2. Get winter tires. I have become a huge advocate for winter tires. Notice I don’t call them “snow” tires. Yes they are wonderful in the snow, but your summer tires stop working properly at around plus seven degrees Celsius. It’s not so much the snow but the cold that can affect performance. Besides it’s a sound investment in your peace of mind. A good shop can likely install, mount, balance and store your tires for under $250. The tires will cost you more but depending on your driving habits, they should last you quite a while.
3. Make sure you can see. When’s the last time you replaced your windshield wiper blades? They typically need to be replaced every year! That surprised me too. When you replace the blades make sure you have winter windshield washer fluid. Visibility can be tough enough in the winter you don’t need to battle a frozen mess of a windshield and ineffective wipers.
4. Phone Charger. One of my least favourite things is getting the warning message that my phone is under 20% battery life. I always have a charger in my car that I can plug into but while at a golf event this summer I got a portable charger, it’s virtually like having an external charger. I have fallen in love with this device and now have three, one in my work bag, one in my golf bag and one in my car. Makes sure they are fully charged but it’s a great back up especially during an winter car emergency!

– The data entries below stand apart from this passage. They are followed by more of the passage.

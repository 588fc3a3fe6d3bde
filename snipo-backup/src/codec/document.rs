//! Flat JSON document format.

use crate::error::{Error, Result};
use crate::model::Snapshot;

/// Serialize the snapshot as a pretty-printed JSON document.
pub fn encode(snapshot: &Snapshot) -> Result<Vec<u8>> {
    serde_json::to_vec_pretty(snapshot)
        .map_err(|e| Error::Export(format!("Snapshot serialization failed: {}", e)))
}

/// Parse a JSON document into a snapshot.
///
/// A structurally valid document with an empty `version` is still rejected:
/// the version marker is what distinguishes a snapshot from arbitrary JSON.
pub fn decode(bytes: &[u8]) -> Result<Snapshot> {
    let snapshot: Snapshot = serde_json::from_slice(bytes)
        .map_err(|e| Error::InvalidFormat(format!("Not a snapshot document: {}", e)))?;

    if snapshot.version.is_empty() {
        return Err(Error::InvalidFormat(
            "Snapshot document has no version marker".to_string(),
        ));
    }

    Ok(snapshot)
}
use thiserror::Error;

#[derive(Error, Debug)]
pub enum Error {
    /// Neither container shape was recognized, or the manifest carried no
    /// version marker.
    #[error("Invalid backup format: {0}")]
    InvalidFormat(String),

    /// Wrong password or tampered ciphertext. Deliberately opaque: the two
    /// cases must stay indistinguishable to the caller.
    #[error("Authentication failed")]
    AuthenticationFailed,

    #[error("Store error: {0}")]
    Store(String),

    #[error("Export error: {0}")]
    Export(String),

    #[error("Import error: {0}")]
    Import(String),

    #[error("IO error: {0}")]
    Io(#[from] std::io::Error),
}

pub type Result<T> = std::result::Result<T, Error>;
//! Object-storage interface consumed by the sync adapter.

use std::time::Duration;

use async_trait::async_trait;
use bytes::Bytes;
use chrono::{DateTime, Utc};

use crate::error::Result;

/// Read-only projection of one remote object. Never persisted locally.
#[derive(Debug, Clone, PartialEq)]
pub struct RemoteObject {
    /// Full object key, e.g. `backups/snipo-backup-2026-08-28-120000.json`
    pub key: String,
    /// Size in bytes
    pub size: u64,
    /// Last modified timestamp, when the backend reports one
    pub last_modified: Option<DateTime<Utc>>,
}

/// S3-compatible object storage operations.
///
/// Every method is a single round trip with no retry loop; retries are the
/// caller's responsibility.
#[async_trait]
pub trait RemoteStore: Send + Sync {
    /// Upload an object, overwriting any existing one under the key.
    async fn upload(&self, key: &str, data: Bytes, content_type: &str) -> Result<()>;

    /// Download an object.
    ///
    /// # Errors
    ///
    /// Returns [`crate::SyncError::NotFound`] if the key does not exist.
    async fn download(&self, key: &str) -> Result<Bytes>;

    /// List objects under a key prefix.
    async fn list(&self, prefix: &str) -> Result<Vec<RemoteObject>>;

    /// Delete an object. No-op if the key does not exist.
    async fn delete(&self, key: &str) -> Result<()>;

    /// Issue a presigned GET URL valid for `ttl`.
    async fn presign_get(&self, key: &str, ttl: Duration) -> Result<String>;
}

5. Prepare an emergency kit. Store this stuff in your trunk during the winter months, especially if a road trip is in your future, I have a plastic box with this stuff that I keep in the car winter:
– A blanket
– A knit hat, scarf and gloves
– An old sweatshirt
– An extra ice scraper
– A flashlight
– Windshield washer fluid
– Jumper cables
– A small tool kit
– Tire-changing equipment
– A first-aid kit
– Paper towels
– I also throw a bag of sand in the trunk, I find it helps add weight to the back of the car and can provide additional traction if a tire gets stuck in snow.
Driving in the winter can be challenging at times but it doesn’t always have to be.
A little preparation and “TLC” for your vehicle will go a long way.
What great winter driving tips do you have to share with us?